DATA EXTRACT START

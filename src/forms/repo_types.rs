use serde::{Deserialize, Serialize};
use serde_json::{Map, Value};
use sqlx::{types::Json, FromRow};
use time::OffsetDateTime;
use uuid::Uuid;

/// One question of a form. `kind` is an open tag and is never interpreted here.
/// Keys this service doesn't model (`options` for choice inputs, etc.) ride along
/// in `extra` and are stored and echoed as sent.
#[derive(Debug, Clone, PartialEq, Eq, Serialize, Deserialize)]
pub struct Field {
    pub id: String,
    pub label: String,
    #[serde(rename = "type", default, skip_serializing_if = "Option::is_none")]
    pub kind: Option<String>,
    #[serde(default, skip_serializing_if = "Option::is_none")]
    pub placeholder: Option<String>,
    #[serde(default)]
    pub required: bool,
    #[serde(flatten)]
    pub extra: Map<String, Value>,
}

#[derive(Debug, Clone)]
pub struct Form {
    pub id: Uuid,
    pub name: String,
    pub fields: Vec<Field>,
    pub creator_email: String,
    pub magic_token: String,
    pub is_active: bool,
    pub submission_count: i64,
    pub created_at: OffsetDateTime,
}

/// Form record as stored in the `forms` table.
#[derive(Debug, FromRow)]
pub struct FormRow {
    pub id: Uuid,
    pub name: String,
    pub fields: Json<Vec<Field>>,
    pub creator_email: String,
    pub magic_token: String,
    pub is_active: bool,
    pub submission_count: i64,
    pub created_at: OffsetDateTime,
}

impl From<FormRow> for Form {
    fn from(r: FormRow) -> Self {
        Self {
            id: r.id,
            name: r.name,
            fields: r.fields.0,
            creator_email: r.creator_email,
            magic_token: r.magic_token,
            is_active: r.is_active,
            submission_count: r.submission_count,
            created_at: r.created_at,
        }
    }
}
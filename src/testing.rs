use std::sync::Arc;

use async_trait::async_trait;
use axum::{
    body::Body,
    http::{header::CONTENT_TYPE, Method, Request, StatusCode},
    Router,
};
use http_body_util::BodyExt;
use tokio::sync::mpsc;
use tower::ServiceExt;

use crate::{
    config::AppConfig,
    memory::MemoryStore,
    notify::{Email, Notifier},
    qr::CodeRenderer,
    state::AppState,
};

/// Captures every email on a channel; optionally reports failure after capturing.
pub struct RecordingNotifier {
    tx: mpsc::UnboundedSender<Email>,
    fail: bool,
}

impl RecordingNotifier {
    pub fn new() -> (Self, mpsc::UnboundedReceiver<Email>) {
        let (tx, rx) = mpsc::unbounded_channel();
        (Self { tx, fail: false }, rx)
    }

    pub fn failing() -> (Self, mpsc::UnboundedReceiver<Email>) {
        let (tx, rx) = mpsc::unbounded_channel();
        (Self { tx, fail: true }, rx)
    }
}

#[async_trait]
impl Notifier for RecordingNotifier {
    async fn send(&self, to: &str, subject: &str, html: &str) -> anyhow::Result<()> {
        let _ = self.tx.send(Email {
            to: to.into(),
            subject: subject.into(),
            html: html.into(),
        });
        if self.fail {
            anyhow::bail!("smtp relay unreachable");
        }
        Ok(())
    }
}

pub struct StubRenderer;

impl CodeRenderer for StubRenderer {
    fn render(&self, text: &str) -> anyhow::Result<Vec<u8>> {
        Ok(format!("QR:{text}").into_bytes())
    }
}

pub struct Fake {
    pub state: AppState,
    pub store: Arc<MemoryStore>,
    pub outbox: mpsc::UnboundedReceiver<Email>,
}

fn test_config() -> AppConfig {
    AppConfig {
        host: "127.0.0.1".into(),
        port: 0,
        database_url: None,
        database_max_connections: 1,
        public_base_url: None,
        ses: None,
    }
}

impl AppState {
    pub fn fake() -> Fake {
        let (notifier, outbox) = RecordingNotifier::new();
        Self::fake_with(notifier, outbox)
    }

    pub fn fake_with_failing_notifier() -> Fake {
        let (notifier, outbox) = RecordingNotifier::failing();
        Self::fake_with(notifier, outbox)
    }

    fn fake_with(notifier: RecordingNotifier, outbox: mpsc::UnboundedReceiver<Email>) -> Fake {
        let store = Arc::new(MemoryStore::new());
        let state = AppState::from_parts(
            Arc::new(test_config()),
            store.clone(),
            store.clone(),
            Arc::new(notifier),
            Arc::new(StubRenderer),
        );
        Fake {
            state,
            store,
            outbox,
        }
    }
}

/// Drives `app` with one request; returns status and the JSON body (`Null` when empty
/// or not JSON).
pub async fn call(
    app: &Router,
    method: Method,
    uri: &str,
    body: Option<serde_json::Value>,
) -> (StatusCode, serde_json::Value) {
    let mut req = Request::builder()
        .method(method)
        .uri(uri)
        .header("host", "forms.test");
    let body = match body {
        Some(v) => {
            req = req.header(CONTENT_TYPE, "application/json");
            Body::from(v.to_string())
        }
        None => Body::empty(),
    };
    let res = app
        .clone()
        .oneshot(req.body(body).unwrap())
        .await
        .unwrap();
    let status = res.status();
    let bytes = res.into_body().collect().await.unwrap().to_bytes();
    let json = serde_json::from_slice(&bytes).unwrap_or(serde_json::Value::Null);
    (status, json)
}
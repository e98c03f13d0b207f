use time::{format_description::well_known::Rfc3339, OffsetDateTime};
use tracing::{info, warn};
use uuid::Uuid;

use super::dto::{SubmissionView, SubmissionsListing, SubmitRequest};
use super::repo_types::{Responses, Submission};
use crate::error::{AppError, AppResult};
use crate::forms::repo_types::{Field, Form};
use crate::forms::services::{load_active_form, load_form};
use crate::forms::token::tokens_match;
use crate::notify::{self, escape_html, Email};
use crate::state::AppState;

const NO_RESPONSE: &str = "No response";

pub fn require_responses(req: SubmitRequest) -> AppResult<Responses> {
    let responses = req
        .responses
        .ok_or_else(|| AppError::Validation("Missing required field: responses".into()))?;
    Ok(responses
        .into_iter()
        .filter_map(|(id, value)| value.map(|v| (id, v)))
        .collect())
}

pub fn require_token(token: Option<&str>) -> AppResult<&str> {
    token
        .filter(|t| !t.is_empty())
        .ok_or(AppError::Unauthorized("Magic token required"))
}

/// First required field, in form order, whose answer is absent or empty.
pub fn first_missing_required<'a>(fields: &'a [Field], responses: &Responses) -> Option<&'a Field> {
    fields
        .iter()
        .find(|f| f.required && responses.get(&f.id).map_or(true, |v| v.is_empty()))
}

/// Validates against the form's schema, stores the submission and bumps the
/// form's counter in place.
pub async fn submit(
    st: &AppState,
    form_id: Uuid,
    responses: Responses,
    source_identity: String,
) -> AppResult<Uuid> {
    let form = load_active_form(st, form_id).await?;

    if let Some(field) = first_missing_required(&form.fields, &responses) {
        warn!(%form_id, field_id = %field.id, "required field missing");
        return Err(AppError::Validation(format!(
            "Required field \"{}\" is missing",
            field.label
        )));
    }

    let submission = Submission {
        id: Uuid::new_v4(),
        form_id,
        responses,
        submitted_at: OffsetDateTime::now_utc(),
        source_identity,
    };
    st.submissions
        .insert(&submission)
        .await
        .map_err(AppError::Storage)?;
    st.forms
        .increment_submission_count(form_id)
        .await
        .map_err(AppError::Storage)?;
    info!(%form_id, submission_id = %submission.id, "submission accepted");

    notify::dispatch(st.notifier.clone(), submission_email(&form, &submission));

    Ok(submission.id)
}

fn submission_email(form: &Form, submission: &Submission) -> Email {
    let submitted_at = submission
        .submitted_at
        .format(&Rfc3339)
        .unwrap_or_else(|_| submission.submitted_at.to_string());

    let summary = form
        .fields
        .iter()
        .map(|f| {
            let value = submission
                .responses
                .get(&f.id)
                .map(String::as_str)
                .unwrap_or(NO_RESPONSE);
            format!(
                "<strong>{}:</strong> {}",
                escape_html(&f.label),
                escape_html(value)
            )
        })
        .collect::<Vec<_>>()
        .join("<br>\n");

    let html = format!(
        r#"<html>
<body>
  <h2>New form submission received</h2>
  <p><strong>Form:</strong> {name}</p>
  <p><strong>Submission ID:</strong> {id}</p>
  <p><strong>Submitted at:</strong> {submitted_at}</p>
  <h3>Responses</h3>
  <div>
{summary}
  </div>
  <p>Use the view link from your form creation email to see every submission.</p>
</body>
</html>"#,
        name = escape_html(&form.name),
        id = submission.id,
    );

    Email {
        to: form.creator_email.clone(),
        subject: format!("New submission for \"{}\"", form.name),
        html,
    }
}

/// Token-gated listing. The active flag is deliberately not consulted: the token
/// holder keeps access to data collected before deactivation.
pub async fn view_submissions(
    st: &AppState,
    form_id: Uuid,
    token: &str,
) -> AppResult<SubmissionsListing> {
    let form = load_form(st, form_id).await?;
    if !tokens_match(token, &form.magic_token) {
        warn!(%form_id, "magic token mismatch");
        return Err(AppError::Forbidden("Invalid magic token"));
    }

    let submissions: Vec<SubmissionView> = st
        .submissions
        .list_by_form(form_id)
        .await
        .map_err(AppError::Storage)?
        .into_iter()
        .map(SubmissionView::from)
        .collect();

    Ok(SubmissionsListing {
        form_id: form.id,
        form_name: form.name,
        fields: form.fields,
        created_at: form.created_at,
        total_submissions: submissions.len(),
        submissions,
    })
}
use std::collections::BTreeMap;

use serde::{Deserialize, Serialize};
use time::OffsetDateTime;
use uuid::Uuid;

use super::repo_types::{Responses, Submission};
use crate::forms::repo_types::Field;

/// `null` answers are accepted here and dropped before validation.
#[derive(Debug, Deserialize)]
pub struct SubmitRequest {
    pub responses: Option<BTreeMap<String, Option<String>>>,
}

#[derive(Debug, Serialize)]
#[serde(rename_all = "camelCase")]
pub struct SubmittedResponse {
    pub submission_id: Uuid,
    pub message: &'static str,
}

#[derive(Debug, Deserialize)]
pub struct ViewQuery {
    pub token: Option<String>,
}

#[derive(Debug, Serialize)]
#[serde(rename_all = "camelCase")]
pub struct SubmissionView {
    pub submission_id: Uuid,
    #[serde(with = "time::serde::rfc3339")]
    pub submitted_at: OffsetDateTime,
    pub responses: Responses,
    pub source_identity: String,
}

impl From<Submission> for SubmissionView {
    fn from(s: Submission) -> Self {
        Self {
            submission_id: s.id,
            submitted_at: s.submitted_at,
            responses: s.responses,
            source_identity: s.source_identity,
        }
    }
}

#[derive(Debug, Serialize)]
#[serde(rename_all = "camelCase")]
pub struct SubmissionsListing {
    pub form_id: Uuid,
    pub form_name: String,
    pub fields: Vec<Field>,
    #[serde(with = "time::serde::rfc3339")]
    pub created_at: OffsetDateTime,
    pub total_submissions: usize,
    pub submissions: Vec<SubmissionView>,
}
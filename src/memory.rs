use std::collections::HashMap;

use async_trait::async_trait;
use tokio::sync::RwLock;
use uuid::Uuid;

use crate::{
    forms::{repo::FormStore, repo_types::Form},
    submissions::{repo::SubmissionStore, repo_types::Submission},
};

/// Process-local stores for running without Postgres and for tests.
#[derive(Default)]
pub struct MemoryStore {
    forms: RwLock<HashMap<Uuid, Form>>,
    submissions: RwLock<Vec<Submission>>,
}

impl MemoryStore {
    pub fn new() -> Self {
        Self::default()
    }

    /// Marks a form inert. Returns false for an unknown id.
    /// Nothing in the request paths flips the flag; tests use this to reach that state.
    #[cfg(test)]
    pub async fn deactivate(&self, form_id: Uuid) -> bool {
        match self.forms.write().await.get_mut(&form_id) {
            Some(form) => {
                form.is_active = false;
                true
            }
            None => false,
        }
    }
}

#[async_trait]
impl FormStore for MemoryStore {
    async fn insert(&self, form: &Form) -> anyhow::Result<()> {
        let mut forms = self.forms.write().await;
        anyhow::ensure!(!forms.contains_key(&form.id), "form {} already exists", form.id);
        forms.insert(form.id, form.clone());
        Ok(())
    }

    async fn get(&self, form_id: Uuid) -> anyhow::Result<Option<Form>> {
        Ok(self.forms.read().await.get(&form_id).cloned())
    }

    async fn increment_submission_count(&self, form_id: Uuid) -> anyhow::Result<()> {
        let mut forms = self.forms.write().await;
        let form = forms
            .get_mut(&form_id)
            .ok_or_else(|| anyhow::anyhow!("form {form_id} not found for counter update"))?;
        form.submission_count += 1;
        Ok(())
    }
}

#[async_trait]
impl SubmissionStore for MemoryStore {
    async fn insert(&self, submission: &Submission) -> anyhow::Result<()> {
        self.submissions.write().await.push(submission.clone());
        Ok(())
    }

    async fn list_by_form(&self, form_id: Uuid) -> anyhow::Result<Vec<Submission>> {
        // Reverse insertion order first so equal timestamps still come out newest-first.
        let mut out: Vec<Submission> = self
            .submissions
            .read()
            .await
            .iter()
            .rev()
            .filter(|s| s.form_id == form_id)
            .cloned()
            .collect();
        out.sort_by(|a, b| b.submitted_at.cmp(&a.submitted_at));
        Ok(out)
    }
}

DATA EXTRACT END

#### [WHAT NEEDS TO BE DONE]
Each line in the data above either holds "this" or does not. State how many do, as a bare number.

#### [YOUR SOLUTION]
2